それでも、やっぱり君が好き。
* * *
オレは1-B、つまり自分のクラスに戻り、中学からの優しき親友――――――渡部勇輝(ワタベユウキ)の前の席に座る。
勇輝は柔らかい、色素の薄い髪をしていて、どこから見ても優しそうな雰囲気のイイやつだ。

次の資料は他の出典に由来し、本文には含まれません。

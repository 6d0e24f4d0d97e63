use std::net::SocketAddr;
use std::path::PathBuf;
use std::time::Duration;

pub use correlate::{Correlation, Target};
pub use proxy::Intercept;
pub use tls::Tls;

#[derive(Clone, Debug)]
pub struct Config {
    pub listen: SocketAddr,
    pub cert:   PathBuf,
    pub key:    PathBuf,
    pub verify: bool,
    pub roots:  Option<PathBuf>,
    pub wait:   Duration,
}

impl Config {
    pub fn new(listen: SocketAddr, cert: PathBuf, key: PathBuf) -> Self {
        Self {
            listen: listen,
            cert:   cert,
            key:    key,
            verify: false,
            roots:  None,
            wait:   Duration::from_secs(5),
        }
    }
}

mod correlate;
mod proxy;
mod tls;
pub use sniffer::Sniffer;

mod sniffer;
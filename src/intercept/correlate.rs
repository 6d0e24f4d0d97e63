use std::collections::HashMap;
use std::net::SocketAddr;
use std::time::{Duration, Instant};
use log::trace;
use parking_lot::Mutex;
use tokio::sync::oneshot;
use tokio::time::timeout;
use crate::flow::Key;

#[derive(Copy, Clone, Debug, Eq, PartialEq)]
pub struct Target {
    pub server: SocketAddr,
    pub key:    Key,
}

/// Matches connections arriving at the proxy with the handshakes seen on
/// the wire, keyed by the client's address. Registrations nobody looks up
/// expire after `ttl`.
pub struct Correlation {
    inner: Mutex<Inner>,
    ttl:   Duration,
}

#[derive(Default)]
struct Inner {
    entries: HashMap<SocketAddr, (Target, Instant)>,
    waiters: HashMap<SocketAddr, oneshot::Sender<Target>>,
}

impl Correlation {
    pub fn new(ttl: Duration) -> Self {
        Self {
            inner: Mutex::new(Inner::default()),
            ttl:   ttl,
        }
    }

    pub fn register(&self, client: SocketAddr, target: Target) {
        let mut inner = self.inner.lock();
        let now       = Instant::now();

        inner.expire(now, self.ttl);

        if let Some(tx) = inner.waiters.remove(&client) {
            match tx.send(target) {
                Ok(())      => return,
                Err(target) => trace!("waiter for {} gone, keeping {}", client, target.key),
            }
        }

        inner.entries.insert(client, (target, now));
    }

    /// Take the registration for `client`, waiting up to `wait` for it to
    /// appear. Returns `None` on timeout or when the table is cleared.
    pub async fn lookup(&self, client: SocketAddr, wait: Duration) -> Option<Target> {
        let rx = {
            let mut inner = self.inner.lock();
            inner.expire(Instant::now(), self.ttl);
            if let Some((target, _)) = inner.entries.remove(&client) {
                return Some(target);
            }
            let (tx, rx) = oneshot::channel();
            inner.waiters.insert(client, tx);
            rx
        };

        match timeout(wait, rx).await {
            Ok(Ok(target)) => Some(target),
            _              => {
                self.inner.lock().waiters.retain(|_, tx| !tx.is_closed());
                None
            }
        }
    }

    pub fn pending(&self) -> usize {
        let mut inner = self.inner.lock();
        inner.expire(Instant::now(), self.ttl);
        inner.entries.len()
    }

    pub fn clear(&self) {
        let mut inner = self.inner.lock();
        inner.entries.clear();
        inner.waiters.clear();
    }
}

impl Inner {
    fn expire(&mut self, now: Instant, ttl: Duration) {
        let before = self.entries.len();
        self.entries.retain(|_, (_, at)| now.duration_since(*at) < ttl);
        let expired = before - self.entries.len();
        if expired > 0 {
            trace!("expired {} registrations", expired);
        }
    }
}
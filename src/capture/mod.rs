pub mod decode;
pub mod packet;
pub mod timer;

pub use capture::capture;
pub use config::{Config, Input};
pub use decode::{decode, parse, Link};
pub use filter::Filter;
pub use packet::{Addr, Packet, Protocol, Transport};
pub use source::Source;
pub use timer::{Timer, Timestamp};

mod capture;
mod config;
mod filter;
mod source;

#[cfg(test)]
pub mod build;
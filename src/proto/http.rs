use std::borrow::Cow;
use lazy_static::lazy_static;
use regex::bytes::Regex;
use super::{Decoded, Request, Response, Scheme};

pub const LIMIT: usize = 8 * 1024;

lazy_static! {
    static ref RESPONSE: Regex = Regex::new(r"^HTTP/1\.[01] ([1-5][0-9]{2})(?:[ \r\n]|$)").unwrap();
    static ref REQUEST:  Regex = Regex::new(r"^(GET|POST|HEAD|PUT|DELETE|OPTIONS|PATCH|CONNECT|TRACE) ([^ \r\n]+) HTTP/").unwrap();
    static ref HOST:     Regex = Regex::new(r"(?im)^host:[ \t]*([^\r\n]*)").unwrap();
    static ref ENCODING: Regex = Regex::new(r"(?im)^transfer-encoding:[ \t]*([^\r\n]*)").unwrap();
}

/// Classify the start of a byte stream as an HTTP response or request.
///
/// Only the header section within the first `LIMIT` bytes is examined, so
/// the result for a growing stream only changes while headers are still
/// arriving. Returns `None` for anything that does not match.
pub fn classify(data: &[u8], scheme: Scheme) -> Option<Decoded> {
    let head = headers(data);
    response(head).or_else(|| request(head, scheme))
}

pub fn response(head: &[u8]) -> Option<Decoded> {
    let caps   = RESPONSE.captures(head)?;
    let status = text(caps.get(1)?.as_bytes()).parse().ok()?;

    Some(Decoded::Response(Response {
        status:            status,
        transfer_encoding: header(&ENCODING, head),
    }))
}

pub fn request(head: &[u8], scheme: Scheme) -> Option<Decoded> {
    let caps   = REQUEST.captures(head)?;
    let method = text(caps.get(1)?.as_bytes()).into_owned();
    let path   = text(caps.get(2)?.as_bytes()).into_owned();
    let host   = header(&HOST, head);
    let url    = url(scheme, &method, &path, host.as_deref());

    Some(Decoded::Request(Request {
        method: method,
        path:   path,
        host:   host,
        url:    url,
    }))
}

fn url(scheme: Scheme, method: &str, path: &str, host: Option<&str>) -> Option<String> {
    if path.starts_with("http://") || path.starts_with("https://") {
        return Some(path.to_owned());
    }

    match (method, host) {
        ("CONNECT", _)                        => None,
        (_, Some(h)) if path.starts_with('/') => Some(format!("{}://{}{}", scheme, h, path)),
        _                                     => None,
    }
}

fn headers(data: &[u8]) -> &[u8] {
    let data = &data[..data.len().min(LIMIT)];
    match data.windows(4).position(|w| w == b"\r\n\r\n") {
        Some(n) => &data[..n + 2],
        None    => data,
    }
}

fn header(re: &Regex, head: &[u8]) -> Option<String> {
    let value = re.captures(head)?.get(1)?.as_bytes();
    let value = text(value).trim().to_owned();
    match value.is_empty() {
        true  => None,
        false => Some(value),
    }
}

fn text(bytes: &[u8]) -> Cow<'_, str> {
    String::from_utf8_lossy(bytes)
}
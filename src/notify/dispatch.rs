use std::time::Duration;
use futures_util::sink::SinkExt;
use log::{debug, warn};
use tokio::net::TcpStream;
use tokio::runtime::Handle;
use tokio::sync::mpsc::{Receiver, Sender, channel, error::TrySendError};
use tokio::task::JoinHandle;
use tokio::time::sleep;
use tokio_serde::{SymmetricallyFramed, formats::SymmetricalJson};
use tokio_util::codec::{FramedWrite, LengthDelimitedCodec};
use super::Event;

/// Forwards events to a remote listener as length-delimited JSON frames,
/// reconnecting whenever the connection drops.
pub struct Notifier {
    tx:   Sender<Event>,
    task: JoinHandle<()>,
}

impl Notifier {
    pub fn new(addr: String, handle: &Handle) -> Self {
        let (tx, rx) = channel(1024);
        let task = handle.spawn(dispatch(addr, rx));
        Self { tx, task }
    }

    pub fn send(&self, event: Event) -> Result<(), TrySendError<Event>> {
        self.tx.try_send(event)
    }

    /// Wait for queued events to be written.
    pub async fn finish(self) {
        drop(self.tx);
        if let Err(e) = self.task.await {
            warn!("notifier task failed: {}", e);
        }
    }
}

async fn dispatch(addr: String, mut rx: Receiver<Event>) {
    let mut pending = None;

    loop {
        let sock = connect(&addr).await;

        let mut length = LengthDelimitedCodec::new();
        length.set_max_frame_length(32 * 1024 * 1024);
        let framed = FramedWrite::new(sock, length);
        let format = SymmetricalJson::default();

        let mut codec = SymmetricallyFramed::new(framed, format);

        loop {
            let event = match pending.take() {
                Some(event) => event,
                None        => match rx.recv().await {
                    Some(event) => event,
                    None        => {
                        debug!("notifier {} finished", addr);
                        return;
                    }
                },
            };

            if let Err(e) = codec.send(event.clone()).await {
                warn!("notifier {} write error: {}", addr, e);
                pending = Some(event);
                break;
            }
        }
    }
}

async fn connect(addr: &str) -> TcpStream {
    loop {
        let err = match TcpStream::connect(addr).await {
            Ok(sock) => return sock,
            Err(e)   => e,
        };

        warn!("notifier {} connection error: {}", addr, err);

        sleep(Duration::from_secs(1)).await;
    }
}
use std::io::{self, Write};
use std::net::SocketAddr;
use std::path::PathBuf;
use std::sync::Arc;
use std::sync::atomic::{AtomicBool, Ordering};
use std::time::Duration;
use anyhow::Result;
use clap::{App, ArgMatches, load_yaml, value_t};
use crossbeam_channel::RecvTimeoutError;
use env_logger::Builder;
use jemallocator::Jemalloc;
use log::{debug, info, warn};
use log::LevelFilter::*;
use signal_hook::consts::{SIGINT, SIGTERM};
use signal_hook::flag::register;
use tokio::runtime::Runtime;
use tokio::time::timeout;
use flowtap::{capture, intercept, Config, Session};
use flowtap::args::{many, opt};
use flowtap::capture::{Filter, Input, Timer, Timestamp};
use flowtap::flow::Limits;
use flowtap::notify::{Event, Notifier};

#[global_allocator]
static ALLOC: Jemalloc = Jemalloc;

fn main() -> Result<()> {
    let yaml = load_yaml!("args.yml");
    let ver  = env!("CARGO_PKG_VERSION");
    let args = App::from_yaml(&yaml).version(ver).get_matches();

    let (module, level) = match args.occurrences_of("verbose") {
        0 => (Some(module_path!()), Info),
        1 => (Some(module_path!()), Debug),
        2 => (Some(module_path!()), Trace),
        _ => (None,                 Trace),
    };
    Builder::from_default_env().filter(module, level).init();

    info!("initializing flowtap {}", ver);

    let cfg      = config(&args)?;
    let interval = cfg.capture.interval;

    let shutdown = Arc::new(AtomicBool::new(false));
    register(SIGTERM, shutdown.clone())?;
    register(SIGINT,  shutdown.clone())?;

    let rt     = Runtime::new()?;
    let notify = args.value_of("notify").map(|addr| {
        Notifier::new(addr.to_owned(), rt.handle())
    });

    let mut session = Session::start(cfg)?;
    let events      = session.events();
    let mut status  = Timer::new(interval);

    let stdout = io::stdout();
    let mut output = Output {
        notify: notify.as_ref(),
        stdout: stdout.lock(),
    };

    let wait = Duration::from_millis(100);

    while !shutdown.load(Ordering::Acquire) {
        match events.recv_timeout(wait) {
            Ok(event)                           => output.emit(event)?,
            Err(RecvTimeoutError::Timeout)      => {
                if !session.status().running {
                    break;
                }
            }
            Err(RecvTimeoutError::Disconnected) => break,
        }

        if status.ready(Timestamp::now()) {
            debug!("status {}", serde_json::to_string(&session.status())?);
        }
    }

    info!("shutting down");

    session.stop();

    for event in events.try_iter() {
        output.emit(event)?;
    }

    drop(output);

    if let Some(notify) = notify {
        if rt.block_on(timeout_finish(notify)).is_err() {
            warn!("notifier did not finish");
        }
    }

    Ok(())
}

struct Output<'a, W: Write> {
    notify: Option<&'a Notifier>,
    stdout: W,
}

impl<W: Write> Output<'_, W> {
    fn emit(&mut self, event: Event) -> Result<()> {
        match self.notify {
            Some(notify) => {
                if let Err(e) = notify.send(event) {
                    warn!("notifier queue: {}", e);
                }
            }
            None => {
                serde_json::to_writer(&mut self.stdout, &event)?;
                writeln!(self.stdout)?;
            }
        }
        Ok(())
    }
}

async fn timeout_finish(notify: Notifier) -> Result<(), tokio::time::error::Elapsed> {
    timeout(Duration::from_secs(5), notify.finish()).await
}

fn config(args: &ArgMatches) -> Result<Config> {
    let input = match args.value_of("read") {
        Some(path) => Input::File(PathBuf::from(path)),
        None       => Input::Device(value_t!(args, "device", String)?),
    };

    let filter = Filter {
        include: many(args.values_of("filter"))?,
        exclude: many(args.values_of("exclude"))?,
        local:   args.is_present("exclude-local"),
    };

    let capture = capture::Config {
        input:    input,
        filter:   filter,
        interval: Duration::from_secs(value_t!(args, "interval", u64)?),
        snaplen:  value_t!(args, "snaplen", u64)?,
        dump:     args.value_of("write").map(PathBuf::from),
        ..capture::Config::default()
    };

    let limits = Limits {
        max_buffered: value_t!(args, "max-buffered", usize)?,
        max_payload:  value_t!(args, "max-payload", usize)?,
        dedup:        !args.is_present("no-dedup"),
        finalize:     !args.is_present("no-finalize"),
    };

    let intercept = match opt::<SocketAddr>(args.value_of("intercept"))? {
        Some(listen) => {
            let cert = value_t!(args, "cert", PathBuf)?;
            let key  = value_t!(args, "key", PathBuf)?;
            let mut cfg = intercept::Config::new(listen, cert, key);
            cfg.verify = args.is_present("verify");
            cfg.roots  = args.value_of("roots").map(PathBuf::from);
            cfg.wait   = Duration::from_secs(value_t!(args, "wait", u64)?);
            Some(cfg)
        }
        None => None,
    };

    Ok(Config {
        capture:   capture,
        intercept: intercept,
        limits:    limits,
        tls_ports: many(args.values_of("tls-port"))?.into_iter().collect(),
        resolve:   args.is_present("resolve"),
        tags:      many(args.values_of("tag"))?,
        ..Config::default()
    })
}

俺の相談にだって乗ってくれるし、俺の受験勉強にも力を貸してくれた。
勇輝無しではきっとこの高校に入学することはできなかったのだと思う。
でも、ここよりもっと頭のいいところに行けたはずなんだけどな……。
勇輝は丁度、何かのパンフレットのような、冊子のようなものを見ていた。
もしかしたらこの高校のものかもしれない。
少し前に、男子テニス部に入りたいとかなんとか言っていた気がする。
席に座ったオレに、勇輝はパンフレットのようなものを閉じて「おかえり」と笑って声をかけた。
「ん」
挨拶を一文字で返し、大きく息をつく。
それから勇輝に、オレは軽く頭を下げた。
「あー……邪魔しちゃって悪いな」
謝るオレに勇輝は笑いながら左手をひらひらと振った。
「いいよ、別に。圭太と喋ってたほうが楽しいし」
「勇輝……!」
何だか感動的な会話になっていた。
こんなことを普通に言える勇輝はすごいと思う。